Please go through the listing below and count the lines where the string "remaining" appears. Answer with the number only.

__________________________________________________

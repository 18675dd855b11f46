//! Membership model
//!
//! Directed edges meal => {ingredient|recipe} and recipe => {ingredient|recipe}.
//! Every membership owns the portion it was logged at.

use std::collections::{HashMap, HashSet};

use rusqlite::types::{Type, Value};
use rusqlite::{params, params_from_iter, Connection, Row};
use serde::{Deserialize, Serialize};
use uuid::Uuid;

use super::nutrient_record::FoodRef;
use super::portion::{FoodPortion, PortionOwner};
use crate::db::{in_transaction, placeholders, DbError, DbResult};

/// Kind of container a membership hangs off
#[derive(Debug, Clone, Copy, PartialEq, Eq, Hash, Serialize, Deserialize)]
#[serde(rename_all = "lowercase")]
pub enum ParentKind {
    Meal,
    Recipe,
}

impl ParentKind {
    pub fn as_str(&self) -> &'static str {
        match self {
            ParentKind::Meal => "meal",
            ParentKind::Recipe => "recipe",
        }
    }

    pub fn from_str(s: &str) -> Option<Self> {
        match s {
            "meal" => Some(ParentKind::Meal),
            "recipe" => Some(ParentKind::Recipe),
            _ => None,
        }
    }
}

/// What a membership points at
#[derive(Debug, Clone, Copy, PartialEq, Eq, Hash, Serialize, Deserialize)]
#[serde(tag = "kind", rename_all = "lowercase")]
pub enum MemberChild {
    Ingredient(FoodRef),
    Recipe { id: i64 },
}

impl MemberChild {
    fn type_str(&self) -> &'static str {
        match self {
            MemberChild::Ingredient(_) => "ingredient",
            MemberChild::Recipe { .. } => "recipe",
        }
    }

    pub fn id(&self) -> i64 {
        match self {
            MemberChild::Ingredient(food) => food.ingredient_id,
            MemberChild::Recipe { id } => *id,
        }
    }
}

/// A child logged into a meal or recipe
#[derive(Debug, Clone, PartialEq, Serialize, Deserialize)]
pub struct Membership {
    pub id: i64,
    pub external_id: Uuid,
    pub user_id: i64,
    pub parent_kind: ParentKind,
    pub parent_id: i64,
    pub child: MemberChild,
    /// The serving the child was logged at
    pub portion: FoodPortion,
}

/// Data for logging a child into a container
#[derive(Debug, Clone, Serialize, Deserialize)]
pub struct MembershipCreate {
    pub user_id: i64,
    pub parent_kind: ParentKind,
    pub parent_id: i64,
    pub child: MemberChild,
    pub portion: FoodPortion,
}

const SELECT_MEMBERSHIPS: &str = r#"
    SELECT m.*, i.catalog_food_id AS child_catalog_food_id
    FROM memberships m
    LEFT JOIN ingredients i ON m.child_type = 'ingredient' AND i.id = m.child_id
"#;

/// Row data before the owned portion is attached
struct MembershipRow {
    id: i64,
    external_id: Uuid,
    user_id: i64,
    parent_kind: ParentKind,
    parent_id: i64,
    child: MemberChild,
}

impl MembershipRow {
    fn from_row(row: &Row) -> rusqlite::Result<Self> {
        let child_id: i64 = row.get("child_id")?;

        let child = match text_column(row, "child_type")?.as_str() {
            "recipe" => MemberChild::Recipe { id: child_id },
            "ingredient" => {
                MemberChild::Ingredient(FoodRef::new(child_id, row.get("child_catalog_food_id")?))
            }
            other => return Err(invalid_column(row, "child_type", other)),
        };

        Ok(Self {
            id: row.get("id")?,
            external_id: row.get("external_id")?,
            user_id: row.get("user_id")?,
            parent_kind: parent_kind_column(row)?,
            parent_id: row.get("parent_id")?,
            child,
        })
    }

    fn with_portion(self, portion: FoodPortion) -> Membership {
        Membership {
            id: self.id,
            external_id: self.external_id,
            user_id: self.user_id,
            parent_kind: self.parent_kind,
            parent_id: self.parent_id,
            child: self.child,
            portion,
        }
    }
}

fn text_column(row: &Row, column: &str) -> rusqlite::Result<String> {
    row.get(column)
}

fn invalid_column(row: &Row, column: &str, value: &str) -> rusqlite::Error {
    let index = row.as_ref().column_index(column).unwrap_or_default();
    rusqlite::Error::FromSqlConversionFailure(
        index,
        Type::Text,
        format!("unknown {} '{}'", column, value).into(),
    )
}

fn parent_kind_column(row: &Row) -> rusqlite::Result<ParentKind> {
    let parent_type = text_column(row, "parent_type")?;
    ParentKind::from_str(&parent_type).ok_or_else(|| invalid_column(row, "parent_type", &parent_type))
}

impl Membership {
    /// Log a child into a meal or recipe
    ///
    /// Refuses self-membership and any recipe edge that would close a cycle.
    pub fn create(conn: &Connection, data: &MembershipCreate) -> DbResult<Self> {
        if let (ParentKind::Recipe, MemberChild::Recipe { id: child_id }) = (data.parent_kind, data.child) {
            if child_id == data.parent_id {
                return Err(DbError::InvalidInput(
                    "A recipe cannot contain itself".to_string(),
                ));
            }
            if would_create_cycle(conn, data.parent_id, child_id)? {
                return Err(DbError::InvalidInput(
                    "Adding this recipe would create a circular reference".to_string(),
                ));
            }
        }

        data.portion.validate()?;

        in_transaction(conn, |conn| {
            conn.execute(
                r#"
                INSERT INTO memberships (external_id, user_id, parent_type, parent_id, child_type, child_id)
                VALUES (?1, ?2, ?3, ?4, ?5, ?6)
                "#,
                params![
                    Uuid::new_v4(),
                    data.user_id,
                    data.parent_kind.as_str(),
                    data.parent_id,
                    data.child.type_str(),
                    data.child.id(),
                ],
            )?;

            let id = conn.last_insert_rowid();
            FoodPortion::create(conn, PortionOwner::Membership, id, &data.portion)?;

            Self::get_by_id(conn, id)?.ok_or(DbError::NotFound { entity: "membership", id })
        })
    }

    /// Get a membership by ID, with its logged portion
    pub fn get_by_id(conn: &Connection, id: i64) -> DbResult<Option<Self>> {
        let mut stmt = conn.prepare(&format!("{} WHERE m.id = ?1", SELECT_MEMBERSHIPS))?;

        let row = match stmt.query_row([id], MembershipRow::from_row) {
            Ok(row) => row,
            Err(rusqlite::Error::QueryReturnedNoRows) => return Ok(None),
            Err(e) => return Err(e.into()),
        };

        let portion = FoodPortion::list_for_owner(conn, PortionOwner::Membership, id)?
            .into_iter()
            .next()
            .ok_or(DbError::NotFound { entity: "membership portion", id })?;

        Ok(Some(row.with_portion(portion)))
    }

    /// Memberships of many parents of one kind, grouped by parent id
    pub fn load_for_parents(
        conn: &Connection,
        parent_kind: ParentKind,
        parent_ids: &[i64],
    ) -> DbResult<HashMap<i64, Vec<Self>>> {
        let mut grouped: HashMap<i64, Vec<Self>> = HashMap::new();
        if parent_ids.is_empty() {
            return Ok(grouped);
        }

        let sql = format!(
            "{} WHERE m.parent_type = ? AND m.parent_id IN ({}) ORDER BY m.id",
            SELECT_MEMBERSHIPS,
            placeholders(parent_ids.len())
        );
        let mut values: Vec<Value> = vec![parent_kind.as_str().to_string().into()];
        values.extend(parent_ids.iter().map(|id| Value::from(*id)));

        let mut stmt = conn.prepare(&sql)?;
        let rows = stmt
            .query_map(params_from_iter(values), MembershipRow::from_row)?
            .collect::<Result<Vec<_>, _>>()?;

        let ids: Vec<i64> = rows.iter().map(|r| r.id).collect();
        let mut portions = FoodPortion::load_for_owners(conn, PortionOwner::Membership, &ids)?;

        for row in rows {
            let id = row.id;
            let portion = portions
                .remove(&id)
                .and_then(|p| p.into_iter().next())
                .ok_or(DbError::NotFound { entity: "membership portion", id })?;
            grouped.entry(row.parent_id).or_default().push(row.with_portion(portion));
        }

        Ok(grouped)
    }

    /// Remove a membership and its portion
    ///
    /// A meal left without members is deleted as well.
    pub fn delete(conn: &Connection, id: i64) -> DbResult<bool> {
        in_transaction(conn, |conn| {
            let Some(membership) = Self::get_by_id(conn, id)? else {
                return Ok(false);
            };

            FoodPortion::delete_for_owner(conn, PortionOwner::Membership, id)?;
            conn.execute("DELETE FROM memberships WHERE id = ?1", [id])?;

            if membership.parent_kind == ParentKind::Meal {
                let remaining: i64 = conn.query_row(
                    "SELECT COUNT(*) FROM memberships WHERE parent_type = 'meal' AND parent_id = ?1",
                    [membership.parent_id],
                    |row| row.get(0),
                )?;
                if remaining == 0 {
                    tracing::debug!(meal_id = membership.parent_id, "Deleting empty meal");
                    conn.execute("DELETE FROM meals WHERE id = ?1", [membership.parent_id])?;
                }
            }

            Ok(true)
        })
    }
}

/// Recipe ids directly contained in a recipe
fn child_recipe_ids(conn: &Connection, recipe_id: i64) -> DbResult<Vec<i64>> {
    let mut stmt = conn.prepare(
        "SELECT child_id FROM memberships WHERE parent_type = 'recipe' AND parent_id = ?1 AND child_type = 'recipe'",
    )?;
    let ids = stmt
        .query_map([recipe_id], |row| row.get(0))?
        .collect::<Result<Vec<i64>, _>>()?;
    Ok(ids)
}

/// Check if adding `child_recipe_id` to `recipe_id` would create a circular reference
pub fn would_create_cycle(conn: &Connection, recipe_id: i64, child_recipe_id: i64) -> DbResult<bool> {
    // A cycle exists if recipe_id is reachable from child_recipe_id
    let mut visited = HashSet::new();
    let mut to_check = vec![child_recipe_id];

    while let Some(current) = to_check.pop() {
        if current == recipe_id {
            return Ok(true);
        }

        if !visited.insert(current) {
            continue;
        }

        to_check.extend(child_recipe_ids(conn, current)?);
    }

    Ok(false)
}
//! Catalog Food model
//!
//! Imported reference foods. Nutrient amounts live in `catalog_food_nutrients`.

use rusqlite::{params, params_from_iter, Connection, Row};
use serde::{Deserialize, Serialize};
use uuid::Uuid;

use super::portion::{FoodPortion, PortionOwner};
use crate::db::{placeholders, DbError, DbResult};

/// A catalog food with its recorded portions
#[derive(Debug, Clone, PartialEq, Serialize, Deserialize)]
pub struct CatalogFood {
    pub id: i64,
    pub external_id: Uuid,
    pub name: String,
    pub portions: Vec<FoodPortion>,
}

impl CatalogFood {
    fn from_row(row: &Row) -> rusqlite::Result<Self> {
        Ok(Self {
            id: row.get("id")?,
            external_id: row.get("external_id")?,
            name: row.get("name")?,
            portions: Vec::new(),
        })
    }

    /// Create a new catalog food
    pub fn create(conn: &Connection, name: &str) -> DbResult<Self> {
        if name.trim().is_empty() {
            return Err(DbError::InvalidInput("Catalog food name is required".to_string()));
        }

        conn.execute(
            "INSERT INTO catalog_foods (external_id, name) VALUES (?1, ?2)",
            params![Uuid::new_v4(), name.trim()],
        )?;

        let id = conn.last_insert_rowid();
        Self::get_by_id(conn, id)?.ok_or(DbError::NotFound { entity: "catalog food", id })
    }

    /// Get a catalog food by ID, with portions
    pub fn get_by_id(conn: &Connection, id: i64) -> DbResult<Option<Self>> {
        let mut stmt = conn.prepare("SELECT * FROM catalog_foods WHERE id = ?1")?;

        let result = stmt.query_row([id], Self::from_row);
        match result {
            Ok(mut food) => {
                food.portions = FoodPortion::list_for_owner(conn, PortionOwner::CatalogFood, id)?;
                Ok(Some(food))
            }
            Err(rusqlite::Error::QueryReturnedNoRows) => Ok(None),
            Err(e) => Err(e.into()),
        }
    }

    /// Load many catalog foods, with portions
    pub fn load_many(conn: &Connection, ids: &[i64]) -> DbResult<Vec<Self>> {
        if ids.is_empty() {
            return Ok(Vec::new());
        }

        let sql = format!(
            "SELECT * FROM catalog_foods WHERE id IN ({}) ORDER BY id",
            placeholders(ids.len())
        );
        let mut stmt = conn.prepare(&sql)?;
        let mut foods = stmt
            .query_map(params_from_iter(ids), Self::from_row)?
            .collect::<Result<Vec<_>, _>>()?;

        let mut portions = FoodPortion::load_for_owners(conn, PortionOwner::CatalogFood, ids)?;
        for food in &mut foods {
            food.portions = portions.remove(&food.id).unwrap_or_default();
        }

        Ok(foods)
    }

    /// Attach a portion to this catalog food
    pub fn add_portion(&mut self, conn: &Connection, portion: &FoodPortion) -> DbResult<&FoodPortion> {
        let saved = FoodPortion::create(conn, PortionOwner::CatalogFood, self.id, portion)?;
        self.portions.push(saved);
        Ok(&self.portions[self.portions.len() - 1])
    }
}

#[cfg(test)]
mod tests {
    use super::*;
    use crate::db::connection::test_connection;
    use crate::models::PortionMeasure;
    use crate::nutrition::ServingSizeUnit;

    #[test]
    fn test_create_and_load() {
        let conn = test_connection();
        let mut food = CatalogFood::create(&conn, "  Whole milk ").unwrap();
        assert_eq!(food.name, "Whole milk");

        let mut cup = FoodPortion::serving(0.0, ServingSizeUnit::Weight);
        cup.measure = PortionMeasure::GramWeight { grams: 244.0 };
        cup.amount = Some(1.0);
        cup.measure_unit_id = Some(1000);
        food.add_portion(&conn, &cup).unwrap();

        let loaded = CatalogFood::load_many(&conn, &[food.id]).unwrap();
        assert_eq!(loaded.len(), 1);
        assert_eq!(loaded[0].portions.len(), 1);
        assert_eq!(loaded[0].portions[0].serving_size(), 244.0);
    }

    #[test]
    fn test_empty_name_rejected() {
        let conn = test_connection();
        assert!(matches!(
            CatalogFood::create(&conn, "   "),
            Err(DbError::InvalidInput(_))
        ));
    }
}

__________________________________________________

| YOUR SOLUTION |
2